*** DATA SUPPLIED Section Begins ***

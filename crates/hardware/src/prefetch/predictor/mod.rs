//! Delta Predictor.
//!
//! Turns a chronological delta sequence into a ranked list of predicted
//! deltas. The work is split into interchangeable strategies tried in order;
//! the first one that proposes anything wins:
//! 1. **Stride run:** an established constant stride is projected forward.
//! 2. **Alternating stride:** an `A, B, A, B` history projects its latest delta.
//! 3. **Table lookup:** learned delta-pair correlations, extended by chaining
//!    and stride amplification.
//! 4. **Fallback:** frequency/recency ranking of recent deltas when nothing
//!    has been learned.
//!
//! The predictor holds no state of its own; everything it reads comes in
//! through [`PredictionContext`] and [`PredictionInput`].

/// Correlation chaining over the pattern table.
pub mod chain;

/// Frequency/recency fallback ranking.
pub mod fallback;

/// Pattern table lookup with adaptive confidence.
pub mod lookup;

/// Stride detection and amplification.
pub mod stride;

use std::cmp::Ordering;
use std::fmt;

use super::pattern::PatternTable;
use crate::config::GhbConfig;

pub use self::fallback::Fallback;
pub use self::lookup::TableLookup;
pub use self::stride::{AlternatingStride, StrideRun};

/// Which cascade stage produced a prediction.
#[derive(Debug, Clone, Copy, PartialEq, Eq, Hash)]
pub enum PredictionSource {
    /// Constant or alternating stride detected in the delta history.
    Stride,
    /// Learned pattern table correlations.
    Table,
    /// Frequency/recency ranking of recent deltas.
    Fallback,
}

impl fmt::Display for PredictionSource {
    fn fmt(&self, f: &mut fmt::Formatter<'_>) -> fmt::Result {
        match self {
            Self::Stride => write!(f, "stride"),
            Self::Table => write!(f, "table"),
            Self::Fallback => write!(f, "fallback"),
        }
    }
}

/// Shared read-only state every strategy may consult.
#[derive(Debug, Clone, Copy)]
pub struct PredictionContext<'a> {
    /// Learned delta correlations.
    pub table: &'a PatternTable,
    /// Degree, thresholds and tuning knobs.
    pub config: &'a GhbConfig,
}

/// Delta sequences available for one access, oldest delta first.
#[derive(Debug, Clone, Copy)]
pub struct PredictionInput<'a> {
    /// Preferred sequence (instruction-pointer keyed when available).
    pub primary: &'a [i64],
    /// Alternative sequence (page keyed) consulted when the primary has no table evidence.
    pub secondary: Option<&'a [i64]>,
}

impl<'a> PredictionInput<'a> {
    /// Input with a single delta sequence.
    pub const fn single(deltas: &'a [i64]) -> Self {
        Self {
            primary: deltas,
            secondary: None,
        }
    }
}

/// Ranked deltas and the stage that produced them.
#[derive(Debug, Clone, PartialEq, Eq)]
pub struct Prediction {
    /// Non-zero deltas, forward deltas first, then by ascending magnitude.
    pub deltas: Vec<i64>,
    /// Producing stage.
    pub source: PredictionSource,
}

/// One stage of the prediction cascade.
pub trait Strategy: fmt::Debug + Send + Sync {
    /// Stage reported when this strategy's proposal is used.
    fn source(&self) -> PredictionSource;

    /// Proposes deltas for the given input; empty means "no opinion".
    fn propose(&self, ctx: &PredictionContext<'_>, input: &PredictionInput<'_>) -> Vec<i64>;
}

/// Ordered cascade of prediction strategies.
#[derive(Debug)]
pub struct Predictor {
    strategies: Vec<Box<dyn Strategy>>,
}

impl Predictor {
    /// Creates the standard cascade: stride run, alternating stride, table lookup, fallback.
    pub fn new() -> Self {
        Self::with_strategies(vec![
            Box::new(StrideRun),
            Box::new(AlternatingStride),
            Box::new(TableLookup),
            Box::new(Fallback),
        ])
    }

    /// Creates a predictor from a custom strategy order.
    pub fn with_strategies(strategies: Vec<Box<dyn Strategy>>) -> Self {
        Self { strategies }
    }

    /// Runs the cascade and returns the first non-empty, ranked proposal.
    pub fn predict(
        &self,
        ctx: &PredictionContext<'_>,
        input: &PredictionInput<'_>,
    ) -> Option<Prediction> {
        self.strategies.iter().find_map(|strategy| {
            let mut deltas = strategy.propose(ctx, input);
            rank(&mut deltas);
            (!deltas.is_empty()).then(|| Prediction {
                deltas,
                source: strategy.source(),
            })
        })
    }

    /// Predicts from a single chronological sequence, returning only the deltas.
    pub fn predict_deltas(
        &self,
        table: &PatternTable,
        config: &GhbConfig,
        chronological: &[i64],
    ) -> Vec<i64> {
        let ctx = PredictionContext { table, config };
        self.predict(&ctx, &PredictionInput::single(chronological))
            .map(|p| p.deltas)
            .unwrap_or_default()
    }
}

impl Default for Predictor {
    fn default() -> Self {
        Self::new()
    }
}

/// Orders forward (positive) deltas first, then smaller magnitudes, then smaller values.
pub fn forward_first(a: &i64, b: &i64) -> Ordering {
    (*a <= 0)
        .cmp(&(*b <= 0))
        .then(a.unsigned_abs().cmp(&b.unsigned_abs()))
        .then(a.cmp(b))
}

/// Drops zero deltas and duplicates, then sorts with [`forward_first`].
pub fn rank(deltas: &mut Vec<i64>) {
    deltas.retain(|&d| d != 0);
    deltas.sort_by(forward_first);
    deltas.dedup();
}

/// Appends `delta` unless it is zero or already present. Returns true if appended.
pub(crate) fn push_unique(predicted: &mut Vec<i64>, delta: i64) -> bool {
    if delta == 0 || predicted.contains(&delta) {
        return false;
    }
    predicted.push(delta);
    true
}

/// Returns true when `|delta| < limit`.
#[inline(always)]
pub(crate) const fn within(delta: i64, limit: i64) -> bool {
    delta.unsigned_abs() < limit.unsigned_abs()
}

/// Returns true when two deltas differ by at most `tolerance`.
#[inline(always)]
pub(crate) const fn close(a: i64, b: i64, tolerance: i64) -> bool {
    a.abs_diff(b) <= tolerance.unsigned_abs()
}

*** DATA SUPPLIED Section Ends ***

§ **WHAT TO PRODUCE**: Please retype the top of the data exactly, down to and including the line that holds "tried in order;", and nothing further.

§ **COMPLETED EXERCISE**:
filename crates/hardware/src/prefetch/predictor/mod.rs
//! Delta Predictor.
//!
//! Turns a chronological delta sequence into a ranked list of predicted
//! deltas. The work is split into interchangeable strategies tried in order;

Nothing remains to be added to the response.